Dataset entries:
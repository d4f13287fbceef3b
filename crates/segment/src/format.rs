//! Binary framing shared by data, index and tombstone files.
//!
//! Every frame starts with a checksum followed by the tag of the hash
//! algorithm that produced it. The checksum covers every byte after the
//! checksum field, so a frame can be verified with nothing but its own bytes.
//!
//! ## Data record (22-byte header)
//!
//! ```text
//! [checksum: u64][hash_tag: u8][key_size: u8][value_size: u32][seq: u64][key][value]
//! ```
//!
//! ## Tombstone entry (18-byte header)
//!
//! ```text
//! [checksum: u64][hash_tag: u8][key_size: u8][seq: u64][key]
//! ```
//!
//! ## Index entry (26-byte header)
//!
//! ```text
//! [checksum: u64][hash_tag: u8][key_size: u8][record_size: u32][record_offset: u32][seq: u64][key]
//! ```
//!
//! All integers are little-endian.

use std::io::{self, Read};

use byteorder::{ByteOrder, LittleEndian, WriteBytesExt};
use hasher::{HashError, Hasher};

use crate::error::SegmentError;

/// Size of the leading checksum field.
pub const CHECKSUM_SIZE: usize = 8;

/// checksum + hash_tag + key_size + value_size + seq.
pub const RECORD_HEADER_SIZE: usize = 8 + 1 + 1 + 4 + 8;

/// checksum + hash_tag + key_size + seq.
pub const TOMBSTONE_HEADER_SIZE: usize = 8 + 1 + 1 + 8;

/// checksum + hash_tag + key_size + record_size + record_offset + seq.
pub const INDEX_ENTRY_HEADER_SIZE: usize = 8 + 1 + 1 + 4 + 4 + 8;

/// Keys are length-prefixed by a single byte.
pub const MAX_KEY_SIZE: usize = u8::MAX as usize;

/// Rejects empty keys and keys that do not fit the one-byte length field.
pub fn check_key(key: &[u8]) -> Result<(), SegmentError> {
    if key.is_empty() || key.len() > MAX_KEY_SIZE {
        return Err(SegmentError::InvalidKey(key.len()));
    }
    Ok(())
}

/// On-disk size of a data record.
#[must_use]
pub fn record_size(key_len: usize, value_len: usize) -> u64 {
    (RECORD_HEADER_SIZE + key_len) as u64 + value_len as u64
}

/// Writes the checksum of `frame[CHECKSUM_SIZE..]` into the first 8 bytes.
fn seal(hasher: &Hasher, frame: &mut [u8]) {
    let sum = hasher.hash(&frame[CHECKSUM_SIZE..]);
    LittleEndian::write_u64(&mut frame[..CHECKSUM_SIZE], sum);
}

/// Recomputes a frame's checksum with the algorithm named by its tag.
///
/// An unknown tag is reported as a checksum failure: it is what garbage at a
/// torn tail looks like. A known tag whose algorithm is not compiled in is a
/// real [`HashError`].
pub(crate) fn verify(frame: &[u8], file_id: u32, offset: u64) -> Result<(), SegmentError> {
    let stored = LittleEndian::read_u64(&frame[..CHECKSUM_SIZE]);
    let hasher = match Hasher::for_tag(frame[CHECKSUM_SIZE]) {
        Ok(h) => h,
        Err(HashError::UnknownTag(_)) => return Err(SegmentError::Checksum { file_id, offset }),
        Err(e) => return Err(e.into()),
    };
    if hasher.hash(&frame[CHECKSUM_SIZE..]) != stored {
        return Err(SegmentError::Checksum { file_id, offset });
    }
    Ok(())
}

// -------------------- Data records --------------------

/// A key/value pair as stored in a data file.
#[derive(Debug, Clone, PartialEq, Eq)]
pub struct Record {
    pub key: Vec<u8>,
    pub value: Vec<u8>,
    pub sequence_number: u64,
}

/// Where a record sits inside its data file.
#[derive(Debug, Clone, Copy, PartialEq, Eq)]
pub struct RecordLocation {
    pub file_id: u32,
    pub record_offset: u32,
    pub record_size: u32,
    pub value_offset: u32,
    pub value_size: u32,
}

/// Decoded fixed part of a data record.
#[derive(Debug, Clone, Copy, PartialEq, Eq)]
pub struct RecordHeader {
    pub checksum: u64,
    pub hash_tag: u8,
    pub key_size: u8,
    pub value_size: u32,
    pub sequence_number: u64,
}

impl RecordHeader {
    /// `buf` must hold at least [`RECORD_HEADER_SIZE`] bytes.
    #[must_use]
    pub fn decode(buf: &[u8]) -> Self {
        Self {
            checksum: LittleEndian::read_u64(&buf[0..8]),
            hash_tag: buf[8],
            key_size: buf[9],
            value_size: LittleEndian::read_u32(&buf[10..14]),
            sequence_number: LittleEndian::read_u64(&buf[14..22]),
        }
    }

    #[must_use]
    pub fn record_size(&self) -> u64 {
        record_size(usize::from(self.key_size), self.value_size as usize)
    }
}

/// Serializes a data record into `buf`, replacing its contents.
///
/// # Errors
///
/// Returns [`SegmentError::InvalidKey`] for empty or oversized keys and
/// [`SegmentError::RecordTooLarge`] if the value length overflows `u32`.
pub fn encode_record(
    hasher: &Hasher,
    key: &[u8],
    value: &[u8],
    sequence_number: u64,
    buf: &mut Vec<u8>,
) -> Result<(), SegmentError> {
    check_key(key)?;
    let value_size = u32::try_from(value.len()).map_err(|_| SegmentError::RecordTooLarge {
        size: record_size(key.len(), value.len()),
        limit: u64::from(u32::MAX),
    })?;

    buf.clear();
    buf.reserve(RECORD_HEADER_SIZE + key.len() + value.len());
    buf.extend_from_slice(&[0u8; CHECKSUM_SIZE]);
    buf.write_u8(hasher.tag())?;
    buf.write_u8(key.len() as u8)?;
    buf.write_u32::<LittleEndian>(value_size)?;
    buf.write_u64::<LittleEndian>(sequence_number)?;
    buf.extend_from_slice(key);
    buf.extend_from_slice(value);
    seal(hasher, buf);
    Ok(())
}

/// Verifies and parses a complete record frame.
pub fn decode_record(frame: &[u8], file_id: u32, offset: u64) -> Result<Record, SegmentError> {
    if frame.len() < RECORD_HEADER_SIZE {
        return Err(SegmentError::Truncated { file_id, offset });
    }
    let header = RecordHeader::decode(frame);
    if header.record_size() != frame.len() as u64 {
        return Err(SegmentError::Corrupt {
            file_id,
            offset,
            reason: format!(
                "header describes {} bytes, frame holds {}",
                header.record_size(),
                frame.len()
            ),
        });
    }
    verify(frame, file_id, offset)?;

    let key_end = RECORD_HEADER_SIZE + usize::from(header.key_size);
    Ok(Record {
        key: frame[RECORD_HEADER_SIZE..key_end].to_vec(),
        value: frame[key_end..].to_vec(),
        sequence_number: header.sequence_number,
    })
}

// -------------------- Tombstones --------------------

/// A durable record of a deletion.
#[derive(Debug, Clone, PartialEq, Eq)]
pub struct TombstoneEntry {
    pub key: Vec<u8>,
    pub sequence_number: u64,
}

impl TombstoneEntry {
    #[must_use]
    pub fn encoded_size(&self) -> u64 {
        (TOMBSTONE_HEADER_SIZE + self.key.len()) as u64
    }

    pub fn encode(&self, hasher: &Hasher, buf: &mut Vec<u8>) -> Result<(), SegmentError> {
        check_key(&self.key)?;
        buf.clear();
        buf.extend_from_slice(&[0u8; CHECKSUM_SIZE]);
        buf.write_u8(hasher.tag())?;
        buf.write_u8(self.key.len() as u8)?;
        buf.write_u64::<LittleEndian>(self.sequence_number)?;
        buf.extend_from_slice(&self.key);
        seal(hasher, buf);
        Ok(())
    }

    pub fn decode(frame: &[u8], file_id: u32, offset: u64) -> Result<Self, SegmentError> {
        if frame.len() < TOMBSTONE_HEADER_SIZE
            || frame.len() != TOMBSTONE_HEADER_SIZE + usize::from(frame[9])
        {
            return Err(SegmentError::Truncated { file_id, offset });
        }
        verify(frame, file_id, offset)?;
        Ok(Self {
            sequence_number: LittleEndian::read_u64(&frame[10..18]),
            key: frame[TOMBSTONE_HEADER_SIZE..].to_vec(),
        })
    }
}

// -------------------- Index entries --------------------

/// Points at one record of the same-id data file, without its value.
#[derive(Debug, Clone, PartialEq, Eq)]
pub struct IndexEntry {
    pub key: Vec<u8>,
    pub record_size: u32,
    pub record_offset: u32,
    pub sequence_number: u64,
}

impl IndexEntry {
    /// Byte offset of the value inside the data file.
    #[must_use]
    pub fn value_offset(&self) -> u32 {
        self.record_offset + (RECORD_HEADER_SIZE + self.key.len()) as u32
    }

    #[must_use]
    pub fn value_size(&self) -> u32 {
        self.record_size
            .saturating_sub((RECORD_HEADER_SIZE + self.key.len()) as u32)
    }

    pub fn encode(&self, hasher: &Hasher, buf: &mut Vec<u8>) -> Result<(), SegmentError> {
        check_key(&self.key)?;
        buf.clear();
        buf.extend_from_slice(&[0u8; CHECKSUM_SIZE]);
        buf.write_u8(hasher.tag())?;
        buf.write_u8(self.key.len() as u8)?;
        buf.write_u32::<LittleEndian>(self.record_size)?;
        buf.write_u32::<LittleEndian>(self.record_offset)?;
        buf.write_u64::<LittleEndian>(self.sequence_number)?;
        buf.extend_from_slice(&self.key);
        seal(hasher, buf);
        Ok(())
    }

    pub fn decode(frame: &[u8], file_id: u32, offset: u64) -> Result<Self, SegmentError> {
        if frame.len() < INDEX_ENTRY_HEADER_SIZE
            || frame.len() != INDEX_ENTRY_HEADER_SIZE + usize::from(frame[9])
        {
            return Err(SegmentError::Truncated { file_id, offset });
        }
        verify(frame, file_id, offset)?;
        Ok(Self {
            record_size: LittleEndian::read_u32(&frame[10..14]),
            record_offset: LittleEndian::read_u32(&frame[14..18]),
            sequence_number: LittleEndian::read_u64(&frame[18..26]),
            key: frame[INDEX_ENTRY_HEADER_SIZE..].to_vec(),
        })
    }
}

// -------------------- Sequential frame reading --------------------

/// Outcome of pulling one frame off a sequential reader.
#[derive(Debug, PartialEq, Eq)]
pub(crate) enum FrameRead {
    /// Clean end of input at a frame boundary.
    Eof,
    /// Input ended part-way through a frame.
    Partial,
    Complete,
}

/// Reads until `buf` is full or the input ends. Returns the bytes read.
fn fill<R: Read>(reader: &mut R, buf: &mut [u8]) -> io::Result<usize> {
    let mut filled = 0;
    while filled < buf.len() {
        match reader.read(&mut buf[filled..]) {
            Ok(0) => break,
            Ok(n) => filled += n,
            Err(e) if e.kind() == io::ErrorKind::Interrupted => {}
            Err(e) => return Err(e),
        }
    }
    Ok(filled)
}

/// Reads one frame into `buf`: a fixed header, then `tail_len(header)` bytes.
///
/// A header announcing a frame longer than `max_len` is reported as
/// [`FrameRead::Partial`] without allocating for it.
pub(crate) fn read_frame<R, F>(
    reader: &mut R,
    buf: &mut Vec<u8>,
    header_len: usize,
    max_len: u64,
    tail_len: F,
) -> io::Result<FrameRead>
where
    R: Read,
    F: Fn(&[u8]) -> usize,
{
    buf.clear();
    buf.resize(header_len, 0);
    match fill(reader, buf)? {
        0 => return Ok(FrameRead::Eof),
        n if n < header_len => return Ok(FrameRead::Partial),
        _ => {}
    }

    let tail = tail_len(buf);
    if (header_len + tail) as u64 > max_len {
        return Ok(FrameRead::Partial);
    }
    buf.resize(header_len + tail, 0);
    if fill(reader, &mut buf[header_len..])? < tail {
        return Ok(FrameRead::Partial);
    }
    Ok(FrameRead::Complete)
}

__Aim of the task__: All lines from the one containing "let tail = tail_len(buf);" to the end of the data above are to be set down exactly; no others belong in the answer.

__Response box__:
    let tail = tail_len(buf);
    if (header_len + tail) as u64 > max_len {
        return Ok(FrameRead::Partial);
    }
    buf.resize(header_len + tail, 0);
    if fill(reader, &mut buf[header_len..])? < tail {
        return Ok(FrameRead::Partial);
    }
    Ok(FrameRead::Complete)
}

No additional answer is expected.